Showing posts with label dream. Show all posts
Showing posts with label dream. Show all posts

Sunday, July 20, 2008

Slow Weekend

It's funny how staying at home makes both T and I sad and depressed a lot of the time. We're not sure what it is about being home that makes us sad, but we both do decidedly better if we're out and about rather than relaxing at home.

T and I were watching the baseball game and while I was doing some laundry the play by play people mentioned that the wife of one of the players on the opposing team had just had a baby the night before. They both went on to talk about fatherhood and how great it was and what a miracle it is and how special it is for people who are lucky enough to be fathers to have that incredible experience.

Poor T. It just put him in a really deep funk and he couldn't pull out of it. I don't blame him. It seems that no matter what we do to try to get away from our situation, there is always something there to remind us.

Hell.Boy kind of sucked. It had some potential, but it didn't go deeply enough into the story and it lacked a lot of nuance. We were disappointed because we loved the first one and we had enjoyed another movie by the director of the second one. And, of course, one of the characters found out she was pregnant. Hurray! We can't even go see some comic book fantasy or watch our local baseball team without having pregnancy and parenthood shoved down our throats.

He dreamed last night that the wife of one of his colleagues had her baby (she is due any day now) and it had a heart defect and it had to have an operation and it died.

This morning I decided we should get out of the house. We decided to go to a coffee house near us and drink coffee and read (and knit). We both love to do this. So, as T got into the shower I hear another piece on the radio about how this guy was a total fuck-up until he had a son and the responsibility of fatherhood was so life changing and profound that he fixed his life up and he got his GED and now is in college and has turned his life around. I was so glad T was in the shower and didn't hear that because it would have sent him back into his funk.

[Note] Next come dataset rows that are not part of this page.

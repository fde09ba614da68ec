#![allow(warnings)]

mod batch;
mod entry;
mod export;
mod mail;
mod serve;
mod template;

mod util;

use std::str::FromStr;

use clap::{Arg, ArgMatches, Command};
use mailshot::{config, Config};
use tokio_util::sync::CancellationToken;

pub const VERSION: &'static str = env!("CARGO_PKG_VERSION");
pub const AUTHORS: &'static str = env!("CARGO_PKG_AUTHORS");

#[tokio::main]
async fn main() -> anyhow::Result<()> {
    let cancel = CancellationToken::new();

    // Commands that drive a run watch the token and cancel the run, letting
    // the entry in flight complete.
    let ctrl_c = cancel.clone();
    tokio::spawn(async move {
        if tokio::signal::ctrl_c().await.is_ok() {
            println!("Cancelling, waiting for the entry in flight...");
            ctrl_c.cancel();
        }
    });

    let matches = cmd().get_matches();

    // A missing config file is fine, defaults are used instead.
    let mut config: Config = match matches.get_one::<String>("config") {
        Some(path) => config::load_from(path)?,
        None => config::load().unwrap_or_default(),
    };

    if let Some(level) = matches.get_one::<String>("verbosity") {
        config.tracing.level = mailshot::tracing::Level::from_str(level)?;
    }
    // The server sets up tracing on its own.
    if !matches!(matches.subcommand_name(), Some("serve")) {
        mailshot::tracing::init(&config)?;
    }

    match matches.subcommand() {
        Some(("entry", m)) => entry::run(m, &config).await?,
        Some(("template", m)) => template::run(m, &config).await?,
        Some(("import", m)) => export::run_import(m, &config).await?,
        Some(("export", m)) => export::run(m, &config).await?,
        Some(("send", m)) => mail::run_send(m, &config, cancel.clone()).await?,
        Some(("retry", m)) => mail::run_retry(m, &config, cancel.clone()).await?,
        Some(("history", m)) => mail::run_history(m, &config).await?,
        Some(("batch", m)) => batch::run(m, &config).await?,
        Some(("serve", m)) => serve::run(m, config, cancel.clone()).await?,
        _ => unreachable!(),
    }

    Ok(())
}

pub fn cmd() -> Command {
    Command::new("mailshot")
        .subcommand_required(true)
        .arg_required_else_help(true)
        .infer_subcommands(true)
        .version(VERSION)
        .author(AUTHORS)
        .about("Send one templated, personalized email per recipient, one at a time.")
        .subcommand(entry::cmd())
        .subcommand(template::cmd())
        .subcommand(export::import_cmd())
        .subcommand(export::cmd())
        .subcommand(mail::send_cmd())
        .subcommand(mail::retry_cmd())
        .subcommand(mail::history_cmd())
        .subcommand(batch::cmd())
        .subcommand(serve::cmd())
        .arg(
            Arg::new("config")
                .long("config")
                .short('c')
                .value_name("PATH")
                .global(true)
                .help("Path to the config file"),
        )
        .arg(
            Arg::new("verbosity")
                .long("verbosity")
                .short('v')
                .display_order(100)
                .value_name("level")
                .value_parser(["trace", "debug", "info", "warn", "error", "none"])
                .global(true)
                .help("Set the verbosity of the log output"),
        )
}
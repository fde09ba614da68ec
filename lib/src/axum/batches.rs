use axum::extract::Path;
use axum::response::IntoResponse;
use axum::routing::{delete, get, post};
use axum::{Extension, Json};
use http::StatusCode;

use crate::email::list::{BatchId, SavedBatch};
use crate::{routes, Result};

use super::{ControllerExt, Router};

pub fn router() -> Router {
    Router::new()
        .route(routes::BATCHES, get(list).post(save))
        .route(routes::BATCH, delete(remove))
        .route(routes::BATCH_LOAD, post(load))
}

#[derive(Clone, Debug, Deserialize, Serialize)]
pub struct SaveForm {
    pub name: String,
}

pub async fn list(Extension(controller): ControllerExt) -> Result<Json<Vec<SavedBatch>>> {
    Ok(Json(controller.list_batches()?))
}

/// Saves the working batch under a name.
pub async fn save(
    Extension(controller): ControllerExt,
    Json(form): Json<SaveForm>,
) -> Result<impl IntoResponse> {
    let batch = controller.save_batch(form.name)?;
    Ok((StatusCode::CREATED, Json(batch)))
}

pub async fn load(
    Path(id): Path<BatchId>,
    Extension(controller): ControllerExt,
) -> Result<Json<SavedBatch>> {
    Ok(Json(controller.load_batch(id)?))
}

pub async fn remove(
    Path(id): Path<BatchId>,
    Extension(controller): ControllerExt,
) -> Result<StatusCode> {
    controller.delete_batch(id)?;
    Ok(StatusCode::NO_CONTENT)
}
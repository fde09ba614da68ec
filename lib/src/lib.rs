//! Sequential batch email dispatch.
//!
//! A batch is an ordered list of recipients, each with an address, an image
//! link and an optional name. One templated message is rendered per recipient
//! and sent one at a time, tracking per-recipient progress and outcome. A
//! failure that looks like it affects every remaining recipient (bad
//! credentials and the like) stops the run early.

#[macro_use]
extern crate serde_derive;

pub mod batch;
pub mod config;
pub mod db;
pub mod dispatch;
pub mod email;
pub mod entry;
pub mod error;
pub mod history;
pub mod mock;
pub mod routes;
pub mod store;
pub mod table;
pub mod tracing;
pub mod validate;

#[cfg(feature = "axum")]
pub mod axum;

pub use batch::BatchController;
pub use config::Config;
pub use db::Database;
pub use dispatch::{Dispatcher, Event, Options, Progress, Summary};
pub use email::{SendOutcome, Sender, Template};
pub use entry::{Entry, EntryId, Status};
pub use error::{Error, ErrorKind, Result};
pub use store::{Settings, Store};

We try to keep ourselves busy. We try to do things like watch sports and go to the movies and listen to the radio to keep ourselves distracted. But because family and having children is such a natural part of life, it is pervasive. We see it everywhere. We can't escape it.

How can we relax, enjoy and just let ourselves try to forget our situation while it is always being brought up everywhere?

I know all people who suffer from IF feel this way on a regular basis. The fertile world is just constantly smacking you across the face.

So next weekend I have to remember that going to the coffee shop and drinking a coffee and reading and knitting is the best thing to do for us. Seeing the children there doesn't feel too bad. Finding distraction elsewhere seems like it can just be too dangerous.

But we must distract ourselves, mustn't we?

Monday, June 02, 2008

Dream

Last night I dreamed of a positive pregnancy test that had about 4 lines. One pink line and three blue ones, I think. I knew the pink one was for HCG, but I didn't know what the other ones were for. I knew it was weird that they were there, though. I didn't know what to do. I kept panicking and taking more tests, but the extra lines were still there. I went to the doctor and they did a bunch of tests, and the extra lines were because of all the chromosomal defects the baby had. I was going to miscarry again. I was so mad at myself for letting myself get pregnant and to hope that maybe it would be okay even though those extra lines were there. I'm not sure if I dreamed of miscarrying or that was implied. But it was a crappy dream and it's left me unsettled this morning.